A fair trial is one that is open to the public and is presided over by an impartial judge who treats all parties equally. The right to a fair trial is a fundamental protection of human rights and the rule of law that aims to ensure the administration of justice. A fair trial comprises fair and proper opportunities to show innocence as provided by law. Before the courts and tribunals, everyone is treated equally. Everyone has the right to a fair and public hearing before a competent, independent, and impartial tribunal established by law in the resolution of any criminal charge against him or of his rights and obligations in a legal proceeding. The right to a timely trial is not specifically addressed in the Indian Constitution, but it is incorporated into Article 21 through judicial interpretation. The right to a rapid trial stems from the right to a reasonable, fair, and just trial, which stems from the fundamental right to life and personal liberty.

The need for fair and speedy trial 

The major goal of the Right to a Speedy Trial is to instil justice in society. Human rights are necessary because of human life. It is vital in a civilised society organised with the law and a system to provide a reasonably dignified existence for every citizen.
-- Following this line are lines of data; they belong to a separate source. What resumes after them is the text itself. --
fn row_to_conversation(row: &rusqlite::Row<'_>) -> rusqlite::Result<Conversation> {
    use std::str::FromStr;
    let status =
        ConversationStatus::from_str(&row.get::<_, String>(3)?).unwrap_or_default();
    let metadata: serde_json::Value =
        serde_json::from_str(&row.get::<_, String>(6)?).unwrap_or(serde_json::json!({}));
    Ok(Conversation {
        id: row.get(0)?,
        principal_id: row.get(1)?,
        title: row.get(2)?,
        status,
        model: row.get(4)?,
        system_prompt: row.get(5)?,
        metadata,
        message_count: row.get::<_, i64>(7)? as u32,
        total_tokens: row.get::<_, i64>(8)? as u64,
        created_at: row.get(9)?,
        updated_at: row.get(10)?,
    })
}

fn row_to_message(row: &rusqlite::Row<'_>) -> rusqlite::Result<Message> {
    use std::str::FromStr;
    let role = MessageRole::from_str(&row.get::<_, String>(3)?)
        .unwrap_or(haven_core::types::MessageRole::User);
    let provider_meta: serde_json::Value =
        serde_json::from_str(&row.get::<_, String>(8)?).unwrap_or(serde_json::json!({}));
    Ok(Message {
        id: row.get(0)?,
        conversation_id: row.get(1)?,
        seq: row.get(2)?,
        role,
        content: row.get(4)?,
        raw_content: row.get(5)?,
        reasoning: row.get(6)?,
        token_count: row.get::<_, i64>(7)? as u32,
        provider_meta,
        created_at: row.get(9)?,
    })
}
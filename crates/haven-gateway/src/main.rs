use std::sync::Arc;
use std::time::Duration;

use clap::Parser;
use rusqlite::Connection;
use tracing::info;

use haven_auth::{PrincipalStore, TokenVerifier};
use haven_core::config::HavenConfig;
use haven_core::error::GatewayError;
use haven_llm::provider::ProviderAdapter;
use haven_llm::{ContextGuard, ModelRegistry, Tokenizer};
use haven_store::ConversationStore;
use haven_stream::{SessionCache, StreamCoordinator};
use haven_worker::{JobQueue, SessionJanitor, WorkerEngine};

mod app;
mod error;
mod http;
mod middleware;

#[derive(Parser)]
#[command(name = "haven-gateway", about = "Haven RAG platform gateway")]
struct Args {
    /// Path to haven.toml (default: ~/.haven/haven.toml).
    #[arg(long)]
    config: Option<String>,
}

#[tokio::main]
async fn main() -> anyhow::Result<()> {
    tracing_subscriber::fmt()
        .with_env_filter(
            tracing_subscriber::EnvFilter::try_from_default_env()
                .unwrap_or_else(|_| "haven_gateway=info,tower_http=debug".into()),
        )
        .init();

    let args = Args::parse();
    let config_path = args
        .config
        .or_else(|| std::env::var("HAVEN_CONFIG").ok());

    // Configuration errors are fatal: a misconfigured gateway must not serve.
    let config = HavenConfig::load(config_path.as_deref())
        .map_err(|e| anyhow::anyhow!("config: {}", e))?;

    if let Some(parent) = std::path::Path::new(&config.database.path).parent() {
        std::fs::create_dir_all(parent)?;
    }

    // Web-side stores share nothing with the worker's connections; the two
    // sides only meet at SQLite's row locks.
    let principals_conn = open_db(&config.database.path)?;
    haven_auth::db::init_db(&principals_conn).map_err(GatewayError::from)?;
    let principals = PrincipalStore::new(principals_conn);

    let store_conn = open_db(&config.database.path)?;
    haven_store::db::init_db(&store_conn).map_err(GatewayError::from)?;
    let store = Arc::new(ConversationStore::new(store_conn));

    let queue = JobQueue::new(open_db(&config.database.path)?)
        .map_err(|e| anyhow::anyhow!("queue: {}", e))?;

    let tokenizer = Tokenizer::new().map_err(|e| anyhow::anyhow!("tokenizer: {}", e))?;
    let adapters = build_adapters(&config, &tokenizer)?;
    if adapters.is_empty() {
        anyhow::bail!("config: no providers are enabled");
    }

    let registry = ModelRegistry::new(
        adapters,
        config.router.model_precedence.clone(),
        Duration::from_secs(config.router.refresh_interval_seconds),
    );
    registry.refresh().await;

    let cache = Arc::new(SessionCache::new());
    let coordinator = StreamCoordinator::new(
        cache.clone(),
        queue.clone(),
        Duration::from_secs(config.stream.wallclock_cap_seconds),
    );

    let (shutdown_tx, shutdown_rx) = tokio::sync::watch::channel(false);
    tokio::spawn(registry.clone().run_refresh_loop(shutdown_rx.clone()));

    // The persistence worker gets its own synchronous connections.
    let worker_store_conn = open_db(&config.database.path)?;
    haven_store::db::init_db(&worker_store_conn).map_err(GatewayError::from)?;
    let worker = WorkerEngine::new(
        JobQueue::new(open_db(&config.database.path)?)
            .map_err(|e| anyhow::anyhow!("worker queue: {}", e))?,
        Arc::new(ConversationStore::new(worker_store_conn)),
        Some(cache.clone() as Arc<dyn SessionJanitor>),
        config.persistence.retry.clone(),
        Duration::from_millis(config.persistence.poll_interval_ms),
    );
    tokio::spawn(worker.run(shutdown_rx));

    let bind = config.server.bind.clone();
    let port = config.server.port;
    let state = Arc::new(app::AppState {
        verifier: TokenVerifier::new(&config.jwt),
        principals,
        store,
        registry,
        guard: ContextGuard::new(config.context.output_headroom_tokens),
        coordinator,
        queue,
        idp_client: reqwest::Client::new(),
        config,
    });
    let router = app::build_router(state);

    let addr = format!("{}:{}", bind, port);
    info!("haven gateway listening on {}", addr);

    let listener = tokio::net::TcpListener::bind(&addr).await?;
    axum::serve(listener, router)
        .with_graceful_shutdown(async move {
            let _ = tokio::signal::ctrl_c().await;
            info!("shutdown signal received");
            let _ = shutdown_tx.send(true);
        })
        .await?;

    Ok(())
}

fn open_db(path: &str) -> anyhow::Result<Connection> {
    let conn = Connection::open(path)?;
    // WAL lets the async handlers and the sync worker write concurrently.
    conn.pragma_update(None, "journal_mode", "WAL")?;
    conn.busy_timeout(Duration::from_secs(5))?;
    Ok(conn)
}

fn build_adapters(
    config: &HavenConfig,
    tokenizer: &Arc<Tokenizer>,
) -> anyhow::Result<Vec<Arc<dyn ProviderAdapter>>> {
    let mut adapters: Vec<Arc<dyn ProviderAdapter>> = Vec::new();
    for (id, provider) in &config.providers {
        if !provider.enabled {
            continue;
        }
        let adapter: Arc<dyn ProviderAdapter> = match id.as_str() {
            "local" => Arc::new(haven_llm::local::LocalProvider::new(
                provider,
                tokenizer.clone(),
            )),
            "anthropic" => Arc::new(haven_llm::anthropic::AnthropicProvider::new(
                provider,
                tokenizer.clone(),
            )),
            "openai" => Arc::new(haven_llm::openai::OpenAiProvider::new(
                provider,
                tokenizer.clone(),
            )),
            other => anyhow::bail!("config: unknown provider id '{}'", other),
        };
        info!(provider = %id, "provider enabled");
        adapters.push(adapter);
    }
    Ok(adapters)
}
As a result, every right is a human right since it allows a person to live as a human being. The very basic aim for which every governmental apparatus establishes the court system is to provide justice to victims of crimes. In the Maneka Gandhi case (1978), Justice Bhagwati stated, “The expression ‘personal liberty’ in Article 21 is of the broadest amplitude and it covers a variety of rights that go to constitute a man’s personal liberty, some of which have been elevated to the status of distinct fundamental rights and given additional protection under Article 19.” The Supreme Court held in Sheela Barsa v. Union Of India (1986), that if an accused is not tried quickly and his case is pending before the Magistrate or Sessions Court for an unreasonable amount of time, his fundamental right to a speedy trial will be violated unless there is some interim order issued by the superior court or a deliberate delay on the part of the prosecutor. As a result of such a delay, the prosecution could be thrown out. The Indian Constitution places a high expectation on the judicial system to provide a legal mechanism to deal with issues concerning the administration of justice. The Directive Principles of State Policy enshrined in Articles 38(1), 39, and 39-A of the Indian Constitution, as well as India’s international legal commitments, to ensure the prompt delivery of justice. There is no extant law that specifies a timeframe for the conclusion of the trial, and if one is included in a statute, it is just “indicative” rather than “mandatory.” The Supreme Court has stated in several decisions that the right to a quick trial is guaranteed under Article 21 of the Constitution. The establishment of an independent judicial system, as well as the inclusion of fundamental rights and directive principles of state policies, demonstrates our Constitution’s authors’ commitment to making the judicial system an effective organ of state machinery on which people can rely with trust and hope for justice. The right to a swift trial is originally recognised in the Magna Carta, a historic instrument of English law.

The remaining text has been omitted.